Task objective: In this exercise, return each entry exactly as given.

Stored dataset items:
━━━━━━━━━━━━━━━━

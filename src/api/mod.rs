//! Analytics API
//!
//! REST client for the analytics backend and the [`AnalyticsApi`] seam the
//! dashboard fetches through.
//!
//! ## Endpoints
//!
//! - `POST /api/auth/login` - exchange credentials for a bearer token
//! - `GET /api/apps` - applications known to the backend
//! - `GET /api/analytics/summary` - aggregate metrics plus trend series
//! - `GET /api/analytics/realtime` - last 30 minutes of activity
//!
//! Every authenticated call sends `Authorization: Bearer <token>` taken from
//! the [`Session`] passed in.

mod client;
mod dto;
mod error;

pub use client::{AnalyticsClient, ClientConfig, DEFAULT_API_URL};
pub use dto::{
    AnalyticsSummary, AppDescriptor, AppsResponse, CountryCount, Credentials, ErrorDetail,
    MinuteCount, RealtimeSnapshot, TokenResponse, TrendPoint,
};
pub use error::{ApiError, ApiResult, LOGIN_FAILED_MESSAGE};

use crate::filter::{RealtimeParams, SummaryParams};
use crate::session::Session;
use async_trait::async_trait;

/// Operations the dashboard needs from the analytics backend
#[async_trait]
pub trait AnalyticsApi: Send + Sync {
    /// Exchange credentials for an access token
    async fn login(&self, credentials: &Credentials) -> ApiResult<String>;

    /// List available applications
    async fn list_apps(&self, session: &Session) -> ApiResult<Vec<AppDescriptor>>;

    /// Fetch the summary for a window and optional app
    async fn summary(
        &self,
        session: &Session,
        params: &SummaryParams,
    ) -> ApiResult<AnalyticsSummary>;

    /// Fetch the realtime snapshot for an optional app
    async fn realtime(
        &self,
        session: &Session,
        params: &RealtimeParams,
    ) -> ApiResult<RealtimeSnapshot>;
}
//! # Pulseboard
//!
//! Analytics dashboard client: authenticates against the analytics API,
//! fetches pre-aggregated metrics and realtime counters, and keeps them
//! fresh as the user changes filters.
//!
//! ## Modules
//!
//! - [`session`]: Bearer token storage
//! - [`api`]: REST client and the [`AnalyticsApi`] seam
//! - [`filter`]: Filter selection and request parameter derivation
//! - [`dashboard`]: Fetch orchestration and realtime polling
//! - [`render`]: Text presentation of the dashboard state
//!
//! ## Quick Start
//!
//! ```rust,no_run
//! use pulseboard::*;
//! use std::sync::Arc;
//!
//! #[tokio::main]
//! async fn main() -> Result<(), Box<dyn std::error::Error>> {
//!     let api: Arc<dyn AnalyticsApi> = Arc::new(AnalyticsClient::new(ClientConfig::default())?);
//!     let session = Session::in_memory();
//!
//!     session::login(api.as_ref(), &session, &Credentials::new("demo@analytics.com", "demo123")).await?;
//!
//!     let dashboard = Dashboard::mount(api, session, DashboardConfig::default(), Arc::new(|| {})).await;
//!     dashboard.set_time_range(TimeRange::Last24Hours).await;
//!
//!     println!("{}", render_dashboard(&dashboard.snapshot()));
//!
//!     dashboard.unmount().await;
//!     Ok(())
//! }
//! ```

pub mod api;
pub mod config;
pub mod dashboard;
pub mod filter;
pub mod render;
pub mod session;
pub mod shell;

#[cfg(test)]
pub(crate) mod test_utils;

pub use api::{
    AnalyticsApi, AnalyticsClient, AnalyticsSummary, ApiError, ApiResult, AppDescriptor,
    ClientConfig, Credentials, RealtimeSnapshot,
};

pub use config::{Config, ConfigError, LoggingConfig};

pub use dashboard::{Dashboard, DashboardConfig, DashboardState, LogoutHook, PollHandle};

pub use filter::{
    AppFilter, AppRegistry, AppSelection, FilterError, FilterSelection, RealtimeParams,
    SummaryParams, TimeRange,
};

pub use render::render_dashboard;

pub use session::{FileTokenStore, MemoryTokenStore, Session, SessionError, TokenStore};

━━━━━━━━━━━━━━━━

Solution to this exercise:
filename src/api/mod.rs
//! Analytics API
//!
//! REST client for the analytics backend and the [`AnalyticsApi`] seam the
//! dashboard fetches through.
//!
//! ## Endpoints
//!
//! - `POST /api/auth/login` - exchange credentials for a bearer token
//! - `GET /api/apps` - applications known to the backend
//! - `GET /api/analytics/summary` - aggregate metrics plus trend series
//! - `GET /api/analytics/realtime` - last 30 minutes of activity
//!
//! Every authenticated call sends `Authorization: Bearer <token>` taken from
//! the [`Session`] passed in.

mod client;
mod dto;
mod error;

pub use client::{AnalyticsClient, ClientConfig, DEFAULT_API_URL};
pub use dto::{
    AnalyticsSummary, AppDescriptor, AppsResponse, CountryCount, Credentials, ErrorDetail,
    MinuteCount, RealtimeSnapshot, TokenResponse, TrendPoint,
};
pub use error::{ApiError, ApiResult, LOGIN_FAILED_MESSAGE};

use crate::filter::{RealtimeParams, SummaryParams};
use crate::session::Session;
use async_trait::async_trait;

/// Operations the dashboard needs from the analytics backend
#[async_trait]
pub trait AnalyticsApi: Send + Sync {
    /// Exchange credentials for an access token
    async fn login(&self, credentials: &Credentials) -> ApiResult<String>;

    /// List available applications
    async fn list_apps(&self, session: &Session) -> ApiResult<Vec<AppDescriptor>>;

    /// Fetch the summary for a window and optional app
    async fn summary(
        &self,
        session: &Session,
        params: &SummaryParams,
    ) -> ApiResult<AnalyticsSummary>;

    /// Fetch the realtime snapshot for an optional app
    async fn realtime(
        &self,
        session: &Session,
        params: &RealtimeParams,
    ) -> ApiResult<RealtimeSnapshot>;
}
//! # Pulseboard
//!
//! Analytics dashboard client: authenticates against the analytics API,
//! fetches pre-aggregated metrics and realtime counters, and keeps them
//! fresh as the user changes filters.
//!
//! ## Modules
//!
//! - [`session`]: Bearer token storage
//! - [`api`]: REST client and the [`AnalyticsApi`] seam
//! - [`filter`]: Filter selection and request parameter derivation
//! - [`dashboard`]: Fetch orchestration and realtime polling
//! - [`render`]: Text presentation of the dashboard state
//!
//! ## Quick Start
//!
//! ```rust,no_run
//! use pulseboard::*;
//! use std::sync::Arc;
//!
//! #[tokio::main]
//! async fn main() -> Result<(), Box<dyn std::error::Error>> {
//!     let api: Arc<dyn AnalyticsApi> = Arc::new(AnalyticsClient::new(ClientConfig::default())?);
//!     let session = Session::in_memory();
//!
//!     session::login(api.as_ref(), &session, &Credentials::new("demo@analytics.com", "demo123")).await?;
//!
//!     let dashboard = Dashboard::mount(api, session, DashboardConfig::default(), Arc::new(|| {})).await;
//!     dashboard.set_time_range(TimeRange::Last24Hours).await;
//!
//!     println!("{}", render_dashboard(&dashboard.snapshot()));
//!
//!     dashboard.unmount().await;
//!     Ok(())
//! }
//! ```

pub mod api;
pub mod config;
pub mod dashboard;
pub mod filter;
pub mod render;
pub mod session;
pub mod shell;

#[cfg(test)]
pub(crate) mod test_utils;

pub use api::{
    AnalyticsApi, AnalyticsClient, AnalyticsSummary, ApiError, ApiResult, AppDescriptor,
    ClientConfig, Credentials, RealtimeSnapshot,
};

pub use config::{Config, ConfigError, LoggingConfig};

pub use dashboard::{Dashboard, DashboardConfig, DashboardState, LogoutHook, PollHandle};

pub use filter::{
    AppFilter, AppRegistry, AppSelection, FilterError, FilterSelection, RealtimeParams,
    SummaryParams, TimeRange,
};

pub use render::render_dashboard;

pub use session::{FileTokenStore, MemoryTokenStore, Session, SessionError, TokenStore};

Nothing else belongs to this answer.